I have a lot of them. Mentally and physically. Now being as transparent as possible yes, some of them are bad, or self inflicted. Others aren't. Some of my scars are actually good, left by people I love. Once you meet someone and they become a huge part of your life, whether you want them to or not, they leave a scar. My father left a scar when he died. I still remember the incident like it happened yesterday;
My dad had just bought a new motorcycle he wanted to take on a drive.
"Come with me cariña!" His bright eyes smiled at me excited as he held out a second helmet.
I was giddy, I loved motorcycles so of course I'd jumped at the opportunity to go for a ride. We sped down West 93rd Street. Dad wanted a hotdog from a vendor we both liked. Dad stopped at the light at the intersection of Central Park West and 93rd. When the light turned green he turned. But one of the cars sped past the red light barreling into us full force. The bike had to be scrapped. I could never remember what happened immediately after we got hit, or even how we ended up in the hospital but the doctors in the emergency room tell me that they found us with my dad wrapped around me. Protecting me from the impact. I went home that night was a sprained wrist, and a fractured foot. My dad was taken to the morgue. I felt so alone; that was the first night I got a scar on the inside and the out.
I missed my father every day, but every memory I had of him was a good one. Being a Lodge meant we had money, and we did. But my dad taught me to appreciate what I had, and to work for what I wanted. That was something my cousin couldn't relate to, and I learned that quickly given I had to move in with her, my aunt, and my father's brother after the funeral.

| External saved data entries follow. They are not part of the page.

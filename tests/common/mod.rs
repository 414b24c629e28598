#![allow(dead_code)]

use async_trait::async_trait;
use axum::http::Method;
use resource_sdk::{
    resolve, Api, ApiRequest, ApiResponse, ApiSettings, AppError, BackendAdapter, Capabilities, DocumentStore, Entity,
    Page, Query, ResourceConfig, ResourceDescriptor, SearchCapability, UpdateMode,
};
use serde_json::{json, Value};
use std::sync::atomic::{AtomicUsize, Ordering};
use std::sync::Arc;

/// `id:int, name:string(filterable, sortable, searchable), age:int(filterable, sortable, nullable)`.
pub fn people_config() -> ResourceConfig {
    serde_json::from_value(json!({
        "name": "people",
        "fields": [
            {"name": "id", "type": "id"},
            {"name": "name", "type": "string", "filterable": true, "sortable": true, "searchable": true},
            {"name": "age", "type": "int", "filterable": true, "sortable": true, "nullable": true}
        ]
    }))
    .unwrap()
}

/// `id:int, name:string(filterable, sortable), age:int(filterable)`; nothing nullable.
pub fn strict_people() -> ResourceDescriptor {
    let config: ResourceConfig = serde_json::from_value(json!({
        "name": "people",
        "fields": [
            {"name": "id", "type": "id"},
            {"name": "name", "type": "string", "filterable": true, "sortable": true},
            {"name": "age", "type": "int", "filterable": true}
        ]
    }))
    .unwrap();
    resolve(&config, &ApiSettings::default()).unwrap()
}

pub fn people() -> ResourceDescriptor {
    resolve(&people_config(), &ApiSettings::default()).unwrap()
}

/// Counts every adapter call while delegating to a document store.
pub struct SpyAdapter {
    inner: DocumentStore,
    calls: AtomicUsize,
    caps: Capabilities,
}

impl SpyAdapter {
    pub fn new() -> Self {
        Self::with_capabilities(Capabilities {
            search: SearchCapability::Substring,
            cursor: true,
        })
    }

    pub fn with_capabilities(caps: Capabilities) -> Self {
        SpyAdapter {
            inner: DocumentStore::new(),
            calls: AtomicUsize::new(0),
            caps,
        }
    }

    pub fn calls(&self) -> usize {
        self.calls.load(Ordering::SeqCst)
    }

    fn hit(&self) {
        self.calls.fetch_add(1, Ordering::SeqCst);
    }
}

#[async_trait]
impl BackendAdapter for SpyAdapter {
    fn name(&self) -> &'static str {
        "spy"
    }

    fn capabilities(&self) -> Capabilities {
        self.caps
    }

    async fn list(&self, resource: &ResourceDescriptor, query: &Query) -> Result<Page, AppError> {
        self.hit();
        self.inner.list(resource, query).await
    }

    async fn get(&self, resource: &ResourceDescriptor, id: &Value) -> Result<Entity, AppError> {
        self.hit();
        self.inner.get(resource, id).await
    }

    async fn create(&self, resource: &ResourceDescriptor, fields: Entity) -> Result<Entity, AppError> {
        self.hit();
        self.inner.create(resource, fields).await
    }

    async fn update(
        &self,
        resource: &ResourceDescriptor,
        id: &Value,
        fields: Entity,
        mode: UpdateMode,
    ) -> Result<Entity, AppError> {
        self.hit();
        self.inner.update(resource, id, fields, mode).await
    }

    async fn delete(&self, resource: &ResourceDescriptor, id: &Value) -> Result<(), AppError> {
        self.hit();
        self.inner.delete(resource, id).await
    }
}

/// Registry with a single resource backed by `adapter`.
pub fn api_with(resource: ResourceDescriptor, adapter: Arc<dyn BackendAdapter>) -> Arc<Api> {
    let mut builder = Api::builder(ApiSettings::default());
    builder.register(resource, adapter).unwrap();
    builder.build().unwrap()
}

pub fn get(query: &str) -> ApiRequest {
    ApiRequest::new(Method::GET).query_string(query).unwrap()
}

pub fn post(body: Value) -> ApiRequest {
    ApiRequest::new(Method::POST).body(body)
}

pub async fn create(api: &Api, resource: &str, body: Value) -> Value {
    let res = api.dispatch(resource, post(body)).await.unwrap();
    res.body.unwrap()
}

pub fn items(res: &ApiResponse) -> Vec<Value> {
    res.body.as_ref().unwrap()["items"].as_array().unwrap().clone()
}

pub fn ids(res: &ApiResponse) -> Vec<i64> {
    items(res).iter().map(|i| i["id"].as_i64().unwrap()).collect()
}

My uncle Hiram seemed to be against me living with them from the moment I set foot in their luxury home, however my aunt Hermione welcomed me. She was always kind to me, especially since I grew up without a mother in my life. My cousin Veronica and I were nine months apart, and being around her was like a coin toss. Was she going to be my best friend today or give me dirty looks the whole time we're in the same room? I never knew with her. Usually when she was with her friends she would pretend like I wasn't there. It wasn't ideal but eventually I grew to ignore her priss-bitch antics.
Not even a year after my father's death, my uncle was snatched out of our home by federal agents. He was taken to prison for embezzling funds and most of what we had were taken into evidence. I didn't have much, at least not much that I cared about. As long as I had my photo album, camera, and sketchbook I was alright. My uncle and I weren't that close, but still, that was strike two on bad things to happen in my life. Strike three was when my aunt insisted we move.
"We can't stay here anymore," she told Veronica and me as she packed her clothes into a bag.
"Where are we going to live?" Veronica was outraged.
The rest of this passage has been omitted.